When you have gone through the entries below, state how many lines include the word "collect" and write nothing else.

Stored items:
BEGIN

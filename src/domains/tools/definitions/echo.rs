//! Echo tool.
//!
//! Returns its input unchanged. Useful for checking that a session is wired
//! up end to end without touching the database.

use async_trait::async_trait;
use rmcp::model::CallToolResult;
use schemars::JsonSchema;
use serde::Deserialize;
use tracing::info;

use super::common::success_result;
use crate::core::session::BackendTarget;
use crate::domains::tools::handlers::ToolDefinition;
use crate::domains::tools::validation::Validate;

/// Parameters for the echo tool.
#[derive(Debug, Clone, Deserialize, JsonSchema)]
pub struct EchoParams {
    /// The message to echo back.
    pub message: String,
}

impl Validate for EchoParams {}

/// Echo tool implementation.
#[derive(Debug, Clone, Default)]
pub struct EchoTool;

#[async_trait]
impl ToolDefinition for EchoTool {
    const NAME: &'static str = "echoText";
    const TITLE: &'static str = "Echo Tool";
    const DESCRIPTION: &'static str = "Echoes back the provided message";

    type Params = EchoParams;

    async fn execute(&self, params: EchoParams, _target: &BackendTarget) -> CallToolResult {
        info!("Echo tool called");
        success_result(format!("Tool echo: {}", params.message))
    }
}
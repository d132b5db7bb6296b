//! Transport error types.

use thiserror::Error;

pub type TransportResult<T> = Result<T, TransportError>;

/// Failures that stop a transport from starting or keep it from serving.
#[derive(Debug, Error)]
pub enum TransportError {
    #[error("Failed to bind to {address}: {source}")]
    Bind {
        address: String,
        #[source]
        source: std::io::Error,
    },

    /// The MCP handshake over the transport never completed.
    #[error("Server initialization error: {0}")]
    Init(String),

    /// The transport stopped with an error after it was up.
    #[error("{transport} transport failed: {message}")]
    Serve {
        transport: &'static str,
        message: String,
    },
}

impl TransportError {
    pub fn bind(address: impl Into<String>, source: std::io::Error) -> Self {
        Self::Bind {
            address: address.into(),
            source,
        }
    }

    pub fn init(msg: impl Into<String>) -> Self {
        Self::Init(msg.into())
    }

    pub fn serve(transport: &'static str, err: impl std::fmt::Display) -> Self {
        Self::Serve {
            transport,
            message: err.to_string(),
        }
    }
}
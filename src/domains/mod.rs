//! Domains module containing business logic organized by bounded contexts.
//!
//! Only tools are exposed today; sessions and connection context live in
//! `core` because every transport shares them.

pub mod tools;
use ratatui::{
    buffer::Buffer,
    layout::{Alignment, Constraint, Direction, Layout, Rect},
    style::{Color, Modifier, Style},
    text::{Line, Span},
    widgets::{Paragraph, Widget, Wrap},
};
use unicode_width::UnicodeWidthStr;

use crate::app::App;
use crate::game::{GameState, LetterState, SessionStatus};
use crate::word_bank::Language;

const HORIZONTAL_MARGIN: u16 = 2;
const VERTICAL_MARGIN: u16 = 1;
const KEYBOARD_ROW_LEN: usize = 13;
const ALPHABET: &str = "abcdefghijklmnopqrstuvwxyz";

const TITLE_STYLE: Style = Style::new().fg(Color::Yellow).add_modifier(Modifier::BOLD);
const DIM_STYLE: Style = Style::new().add_modifier(Modifier::DIM);
const WON_STYLE: Style = Style::new()
    .fg(Color::Black)
    .bg(Color::Green)
    .add_modifier(Modifier::BOLD);
const LOST_STYLE: Style = Style::new()
    .fg(Color::White)
    .bg(Color::Red)
    .add_modifier(Modifier::BOLD);
const FAREWELL_STYLE: Style = Style::new()
    .fg(Color::LightMagenta)
    .add_modifier(Modifier::ITALIC);

impl Widget for &App {
    fn render(self, area: Rect, buf: &mut Buffer) {
        let game = &self.game;
        let inner_width = area.width.saturating_sub(HORIZONTAL_MARGIN * 2).max(1);

        let status = game.status_text();
        let status_lines = (status.width() as u16).div_ceil(inner_width).max(1);

        let chunks = Layout::default()
            .direction(Direction::Vertical)
            .horizontal_margin(HORIZONTAL_MARGIN)
            .vertical_margin(VERTICAL_MARGIN)
            .constraints([
                Constraint::Length(2),            // title + blurb
                Constraint::Length(1),            // padding
                Constraint::Length(status_lines), // status
                Constraint::Length(1),            // padding
                Constraint::Length(2),            // language chips
                Constraint::Length(1),            // timer
                Constraint::Length(1),            // padding
                Constraint::Length(1),            // word
                Constraint::Length(1),            // padding
                Constraint::Length(2),            // keyboard
                Constraint::Length(1),            // padding
                Constraint::Length(1),            // guesses remaining
                Constraint::Min(0),
                Constraint::Length(1), // legend
            ])
            .split(area);

        render_header(game, chunks[0], buf);
        render_status(game, &status, chunks[2], buf);
        render_chips(game, chunks[4], buf);

        Paragraph::new(Span::styled(
            game.remaining_time().to_string(),
            Style::default().add_modifier(Modifier::BOLD),
        ))
        .alignment(Alignment::Center)
        .render(chunks[5], buf);

        render_word(game, chunks[7], buf);
        render_keyboard(game, chunks[9], buf);

        Paragraph::new(format!("Guesses remaining: {}", game.guesses_remaining()))
            .alignment(Alignment::Center)
            .render(chunks[11], buf);

        let legend = if game.is_game_over() {
            "(enter) new game / (esc)ape"
        } else {
            "type a letter to guess / (esc)ape"
        };
        Paragraph::new(Span::styled(
            legend,
            Style::default().add_modifier(Modifier::ITALIC),
        ))
        .alignment(Alignment::Center)
        .render(chunks[13], buf);
    }
}

fn render_header(game: &GameState, area: Rect, buf: &mut Buffer) {
    let lines = vec![
        Line::from(Span::styled("Assembly: Endgame", TITLE_STYLE)),
        Line::from(Span::styled(
            format!(
                "Guess the word within {} attempts to keep the programming world safe from Assembly!",
                game.max_wrong_guesses()
            ),
            DIM_STYLE,
        )),
    ];
    Paragraph::new(lines)
        .alignment(Alignment::Center)
        .render(area, buf);
}

fn render_status(game: &GameState, status: &str, area: Rect, buf: &mut Buffer) {
    let style = match game.session_status() {
        SessionStatus::Won => WON_STYLE,
        SessionStatus::LostByGuesses | SessionStatus::LostByTimeout => LOST_STYLE,
        SessionStatus::InProgress => FAREWELL_STYLE,
    };
    Paragraph::new(Span::styled(status.to_string(), style))
        .alignment(Alignment::Center)
        .wrap(Wrap { trim: true })
        .render(area, buf);
}

fn chip_style(language: &Language, lost: bool) -> Style {
    if lost {
        return Style::default()
            .fg(Color::DarkGray)
            .add_modifier(Modifier::CROSSED_OUT | Modifier::DIM);
    }
    let mut style = Style::default();
    if let Some((r, g, b)) = language.background_rgb() {
        style = style.bg(Color::Rgb(r, g, b));
    }
    if let Some((r, g, b)) = language.foreground_rgb() {
        style = style.fg(Color::Rgb(r, g, b));
    }
    style
}

fn render_chips(game: &GameState, area: Rect, buf: &mut Buffer) {
    let wrong = game.wrong_guess_count();
    let mut spans = Vec::new();
    for (idx, language) in game.languages().iter().enumerate() {
        let lost = idx < wrong;
        let label = if lost {
            format!(" 💀 {} ", language.name)
        } else {
            format!(" {} ", language.name)
        };
        spans.push(Span::styled(label, chip_style(language, lost)));
        spans.push(Span::raw(" "));
    }
    Paragraph::new(Line::from(spans))
        .alignment(Alignment::Center)
        .wrap(Wrap { trim: true })
        .render(area, buf);
}

fn render_word(game: &GameState, area: Rect, buf: &mut Buffer) {
    let lost = game.session_status().is_lost();
    let missed = game.missed_letters();
    let spans: Vec<Span> = game
        .masked_word()
        .into_iter()
        .flat_map(|slot| {
            let cell = match slot {
                Some(c) => {
                    let style = if lost && missed.contains(&c) {
                        Style::default().fg(Color::Red).add_modifier(Modifier::BOLD)
                    } else {
                        Style::default().add_modifier(Modifier::BOLD)
                    };
                    Span::styled(format!(" {} ", c.to_ascii_uppercase()), style)
                }
                None => Span::styled(" _ ", DIM_STYLE),
            };
            [cell, Span::raw(" ")]
        })
        .collect();
    Paragraph::new(Line::from(spans))
        .alignment(Alignment::Center)
        .render(area, buf);
}

fn key_style(state: LetterState, disabled: bool) -> Style {
    let style = match state {
        LetterState::Correct => Style::default().fg(Color::Black).bg(Color::Green),
        LetterState::Wrong => Style::default().fg(Color::White).bg(Color::Red),
        LetterState::Unguessed => Style::default().fg(Color::Black).bg(Color::Yellow),
    };
    if disabled {
        style.add_modifier(Modifier::DIM)
    } else {
        style
    }
}

fn render_keyboard(game: &GameState, area: Rect, buf: &mut Buffer) {
    let disabled = game.is_game_over();
    let letters: Vec<char> = ALPHABET.chars().collect();
    let lines: Vec<Line> = letters
        .chunks(KEYBOARD_ROW_LEN)
        .map(|row| {
            let spans: Vec<Span> = row
                .iter()
                .flat_map(|&c| {
                    [
                        Span::styled(
                            format!(" {} ", c.to_ascii_uppercase()),
                            key_style(game.letter_state(c), disabled),
                        ),
                        Span::raw(" "),
                    ]
                })
                .collect();
            Line::from(spans)
        })
        .collect();
    Paragraph::new(lines)
        .alignment(Alignment::Center)
        .render(area, buf);
}
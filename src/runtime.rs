use std::sync::atomic::{AtomicBool, Ordering};
use std::sync::mpsc::{self, Receiver, RecvTimeoutError, Sender};
use std::sync::Arc;
use std::thread;
use std::time::Duration;

use crossterm::event::{self, Event as CtEvent, KeyEvent};

use crate::game::{Scheduler, SessionId};

/// Interval between clock ticks.
pub const CLOCK_TICK: Duration = Duration::from_secs(1);

/// Unified event type consumed by the app runner. Keys and clock ticks share
/// one queue so commands never run concurrently.
#[derive(Clone, Debug)]
pub enum GameEvent {
    Key(KeyEvent),
    Resize,
    /// One second elapsed for the session that armed the scheduler
    Tick(SessionId),
    /// No event arrived within the frame interval
    Frame,
}

/// Source of queued events (keyboard, resize, clock ticks)
pub trait EventSource {
    /// Block for up to `timeout` waiting for an event.
    /// Returns Ok(event) if an event arrives before the timeout, or Err(Timeout) if it expires.
    fn recv_timeout(&self, timeout: Duration) -> Result<GameEvent, RecvTimeoutError>;
}

/// The single command queue. Producers clone the sender.
pub struct EventQueue {
    tx: Sender<GameEvent>,
    rx: Receiver<GameEvent>,
}

impl EventQueue {
    pub fn new() -> Self {
        let (tx, rx) = mpsc::channel();
        Self { tx, rx }
    }

    pub fn sender(&self) -> Sender<GameEvent> {
        self.tx.clone()
    }
}

impl Default for EventQueue {
    fn default() -> Self {
        Self::new()
    }
}

impl EventSource for EventQueue {
    fn recv_timeout(&self, timeout: Duration) -> Result<GameEvent, RecvTimeoutError> {
        self.rx.recv_timeout(timeout)
    }
}

/// Forward crossterm key and resize events into the queue from a reader thread.
pub fn spawn_terminal_reader(tx: Sender<GameEvent>) {
    thread::spawn(move || loop {
        let forwarded = match event::read() {
            Ok(CtEvent::Key(key)) => tx.send(GameEvent::Key(key)),
            Ok(CtEvent::Resize(_, _)) => tx.send(GameEvent::Resize),
            Ok(_) => Ok(()),
            Err(e) => {
                log::warn!("terminal reader stopped: {e}");
                break;
            }
        };
        if forwarded.is_err() {
            break;
        }
    });
}

/// Test event source for unit tests
pub struct TestEventSource {
    rx: Receiver<GameEvent>,
}

impl TestEventSource {
    pub fn new(rx: Receiver<GameEvent>) -> Self {
        Self { rx }
    }
}

impl EventSource for TestEventSource {
    fn recv_timeout(&self, timeout: Duration) -> Result<GameEvent, RecvTimeoutError> {
        self.rx.recv_timeout(timeout)
    }
}

/// Configurable frame interval
pub trait Ticker {
    fn interval(&self) -> Duration;
}

/// Fixed interval ticker
#[derive(Clone, Copy, Debug)]
pub struct FixedTicker {
    interval: Duration,
}

impl FixedTicker {
    pub fn new(interval: Duration) -> Self {
        Self { interval }
    }
}

impl Ticker for FixedTicker {
    fn interval(&self) -> Duration {
        self.interval
    }
}

/// Runner that advances the application one event at a time
pub struct Runner<E: EventSource, T: Ticker> {
    event_source: E,
    ticker: T,
}

impl<E: EventSource, T: Ticker> Runner<E, T> {
    pub fn new(event_source: E, ticker: T) -> Self {
        Self {
            event_source,
            ticker,
        }
    }

    /// Blocks up to the frame interval and returns the next event, or Frame on timeout
    pub fn step(&self) -> GameEvent {
        match self.event_source.recv_timeout(self.ticker.interval()) {
            Ok(ev) => ev,
            Err(RecvTimeoutError::Timeout) | Err(RecvTimeoutError::Disconnected) => {
                GameEvent::Frame
            }
        }
    }
}

struct Armed {
    session: SessionId,
    cancelled: Arc<AtomicBool>,
}

/// Scheduler that spawns one interval thread per armed session.
///
/// Cancelling flips the thread's flag; the thread checks it after every sleep
/// and before every send. A tick that was already queued when the session
/// ended still carries the old [`SessionId`] and is dropped by the game.
pub struct ThreadScheduler {
    tx: Sender<GameEvent>,
    interval: Duration,
    armed: Option<Armed>,
}

impl ThreadScheduler {
    pub fn new(tx: Sender<GameEvent>) -> Self {
        Self::with_interval(tx, CLOCK_TICK)
    }

    pub fn with_interval(tx: Sender<GameEvent>, interval: Duration) -> Self {
        Self {
            tx,
            interval,
            armed: None,
        }
    }

    pub fn armed_session(&self) -> Option<SessionId> {
        self.armed.as_ref().map(|a| a.session)
    }

    fn cancel_current(&mut self) {
        if let Some(armed) = self.armed.take() {
            armed.cancelled.store(true, Ordering::SeqCst);
            log::debug!("tick scheduler cancelled for session {}", armed.session);
        }
    }
}

impl Scheduler for ThreadScheduler {
    fn arm(&mut self, session: SessionId) {
        // at most one live countdown
        self.cancel_current();

        let cancelled = Arc::new(AtomicBool::new(false));
        let flag = cancelled.clone();
        let tx = self.tx.clone();
        let interval = self.interval;
        thread::spawn(move || loop {
            thread::sleep(interval);
            if flag.load(Ordering::SeqCst) || tx.send(GameEvent::Tick(session)).is_err() {
                break;
            }
        });

        log::debug!("tick scheduler armed for session {session}");
        self.armed = Some(Armed { session, cancelled });
    }

    fn cancel(&mut self, session: SessionId) {
        if self.armed_session() == Some(session) {
            self.cancel_current();
        }
    }
}

impl Drop for ThreadScheduler {
    fn drop(&mut self) {
        self.cancel_current();
    }
}
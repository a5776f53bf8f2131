use directories::ProjectDirs;
use std::path::PathBuf;

const APP_NAME: &str = "endgame";

/// Centralized application directory resolution
pub struct AppDirs;

impl AppDirs {
    pub fn config_path() -> PathBuf {
        if let Some(pd) = ProjectDirs::from("", "", APP_NAME) {
            pd.config_dir().join("config.json")
        } else {
            PathBuf::from("endgame_config.json")
        }
    }

    pub fn log_path() -> Option<PathBuf> {
        if let Ok(home) = std::env::var("HOME") {
            let state_dir = PathBuf::from(home)
                .join(".local")
                .join("state")
                .join(APP_NAME);
            Some(state_dir.join("endgame.log"))
        } else {
            ProjectDirs::from("", "", APP_NAME)
                .map(|proj_dirs| proj_dirs.data_local_dir().join("endgame.log"))
        }
    }
}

END

### ANSWER BOX:
4